WHAT YOU ARE ASKED TO DO:
Give back the data in full, with every line exact.

Dataset entries
◆ ◆ ◆

// SPDX-License-Identifier: PMPL-1.0-or-later
// Copyright (c) 2026 Jonathan D.A. Jewell (hyperpolymath) <jonathan.jewell@open.ac.uk>
//
// Application configuration.

use std::time::Duration;

use serde::{Deserialize, Serialize};

/// How the detector judges a region that yields several contours.
#[derive(Debug, Clone, Copy, PartialEq, Eq, Default, Serialize, Deserialize)]
#[serde(rename_all = "snake_case")]
pub enum ContourPolicy {
    /// Only the first contour in extraction order is judged.
    #[default]
    FirstOnly,
    /// Every contour is compared and the smallest distance decides.
    BestOf,
}

/// Tunables of the marker detection pipeline.
#[derive(Debug, Clone, PartialEq, Serialize, Deserialize)]
#[serde(default)]
pub struct DetectorConfig {
    /// Inclusive lower HSV bound (H in 0..180, S and V in 0..=255).
    pub hsv_lower: [u8; 3],
    /// Inclusive upper HSV bound.
    pub hsv_upper: [u8; 3],
    /// Side of the square corner regions, in page points.
    pub region_size: f32,
    /// Render multiplier applied to the corner regions.
    pub zoom: f32,
    /// Hausdorff distance below which two shapes match.
    pub match_threshold: f64,
    pub contour_policy: ContourPolicy,
}

impl Default for DetectorConfig {
    fn default() -> Self {
        Self {
            hsv_lower: [21, 60, 90],
            hsv_upper: [48, 255, 255],
            region_size: 100.0,
            zoom: 2.0,
            match_threshold: 0.40,
            contour_policy: ContourPolicy::FirstOnly,
        }
    }
}

/// Persistent application settings.
#[derive(Debug, Clone, PartialEq, Serialize, Deserialize)]
#[serde(default)]
pub struct AppConfig {
    /// Interval between two snapshots of a watched folder.
    pub poll_interval_ms: u64,
    /// Extension (without dot) of the documents a watcher picks up.
    pub document_extension: String,
    pub detector: DetectorConfig,
}

impl Default for AppConfig {
    fn default() -> Self {
        Self {
            poll_interval_ms: 2_000,
            document_extension: "pdf".into(),
            detector: DetectorConfig::default(),
        }
    }
}

impl AppConfig {
    pub fn poll_interval(&self) -> Duration {
        Duration::from_millis(self.poll_interval_ms.max(1))
    }

    /// Whether `file_name` carries the recognised document extension
    /// (case-insensitive).
    pub fn is_document_name(&self, file_name: &str) -> bool {
        let suffix = format!(".{}", self.document_extension.to_ascii_lowercase());
        file_name.to_ascii_lowercase().ends_with(&suffix)
    }
}

#[cfg(test)]
mod tests {
    use super::*;

    #[test]
    fn defaults_match_highlighter_tuning() {
        let config = AppConfig::default();
        assert_eq!(config.poll_interval(), Duration::from_secs(2));
        assert_eq!(config.detector.hsv_lower, [21, 60, 90]);
        assert_eq!(config.detector.hsv_upper, [48, 255, 255]);
        assert!((config.detector.match_threshold - 0.40).abs() < f64::EPSILON);
    }

    #[test]
    fn document_names_are_case_insensitive() {
        let config = AppConfig::default();
        assert!(config.is_document_name("scan.pdf"));
        assert!(config.is_document_name("SCAN.PDF"));
        assert!(!config.is_document_name("scan.pdf.part"));
        assert!(!config.is_document_name("notes.txt"));
    }

    #[test]
    fn partial_json_keeps_defaults() {
        let config: AppConfig =
            serde_json::from_str(r#"{"poll_interval_ms": 500, "detector": {"zoom": 3.0}}"#)
                .unwrap();
        assert_eq!(config.poll_interval_ms, 500);
        assert_eq!(config.document_extension, "pdf");
        assert_eq!(config.detector.zoom, 3.0);
        assert_eq!(config.detector.region_size, 100.0);
    }
}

◆ ◆ ◆

RESPONSE TO THIS EXERCISE:
// SPDX-License-Identifier: PMPL-1.0-or-later
// Copyright (c) 2026 Jonathan D.A. Jewell (hyperpolymath) <jonathan.jewell@open.ac.uk>
//
// Application configuration.

use std::time::Duration;

use serde::{Deserialize, Serialize};

/// How the detector judges a region that yields several contours.
#[derive(Debug, Clone, Copy, PartialEq, Eq, Default, Serialize, Deserialize)]
#[serde(rename_all = "snake_case")]
pub enum ContourPolicy {
    /// Only the first contour in extraction order is judged.
    #[default]
    FirstOnly,
    /// Every contour is compared and the smallest distance decides.
    BestOf,
}

/// Tunables of the marker detection pipeline.
#[derive(Debug, Clone, PartialEq, Serialize, Deserialize)]
#[serde(default)]
pub struct DetectorConfig {
    /// Inclusive lower HSV bound (H in 0..180, S and V in 0..=255).
    pub hsv_lower: [u8; 3],
    /// Inclusive upper HSV bound.
    pub hsv_upper: [u8; 3],
    /// Side of the square corner regions, in page points.
    pub region_size: f32,
    /// Render multiplier applied to the corner regions.
    pub zoom: f32,
    /// Hausdorff distance below which two shapes match.
    pub match_threshold: f64,
    pub contour_policy: ContourPolicy,
}

impl Default for DetectorConfig {
    fn default() -> Self {
        Self {
            hsv_lower: [21, 60, 90],
            hsv_upper: [48, 255, 255],
            region_size: 100.0,
            zoom: 2.0,
            match_threshold: 0.40,
            contour_policy: ContourPolicy::FirstOnly,
        }
    }
}

/// Persistent application settings.
#[derive(Debug, Clone, PartialEq, Serialize, Deserialize)]
#[serde(default)]
pub struct AppConfig {
    /// Interval between two snapshots of a watched folder.
    pub poll_interval_ms: u64,
    /// Extension (without dot) of the documents a watcher picks up.
    pub document_extension: String,
    pub detector: DetectorConfig,
}

impl Default for AppConfig {
    fn default() -> Self {
        Self {
            poll_interval_ms: 2_000,
            document_extension: "pdf".into(),
            detector: DetectorConfig::default(),
        }
    }
}

impl AppConfig {
    pub fn poll_interval(&self) -> Duration {
        Duration::from_millis(self.poll_interval_ms.max(1))
    }

    /// Whether `file_name` carries the recognised document extension
    /// (case-insensitive).
    pub fn is_document_name(&self, file_name: &str) -> bool {
        let suffix = format!(".{}", self.document_extension.to_ascii_lowercase());
        file_name.to_ascii_lowercase().ends_with(&suffix)
    }
}

#[cfg(test)]
mod tests {
    use super::*;

    #[test]
    fn defaults_match_highlighter_tuning() {
        let config = AppConfig::default();
        assert_eq!(config.poll_interval(), Duration::from_secs(2));
        assert_eq!(config.detector.hsv_lower, [21, 60, 90]);
        assert_eq!(config.detector.hsv_upper, [48, 255, 255]);
        assert!((config.detector.match_threshold - 0.40).abs() < f64::EPSILON);
    }

    #[test]
    fn document_names_are_case_insensitive() {
        let config = AppConfig::default();
        assert!(config.is_document_name("scan.pdf"));
        assert!(config.is_document_name("SCAN.PDF"));
        assert!(!config.is_document_name("scan.pdf.part"));
        assert!(!config.is_document_name("notes.txt"));
    }

    #[test]
    fn partial_json_keeps_defaults() {
        let config: AppConfig =
            serde_json::from_str(r#"{"poll_interval_ms": 500, "detector": {"zoom": 3.0}}"#)
                .unwrap();
        assert_eq!(config.poll_interval_ms, 500);
        assert_eq!(config.document_extension, "pdf");
        assert_eq!(config.detector.zoom, 3.0);
        assert_eq!(config.detector.region_size, 100.0);
    }
}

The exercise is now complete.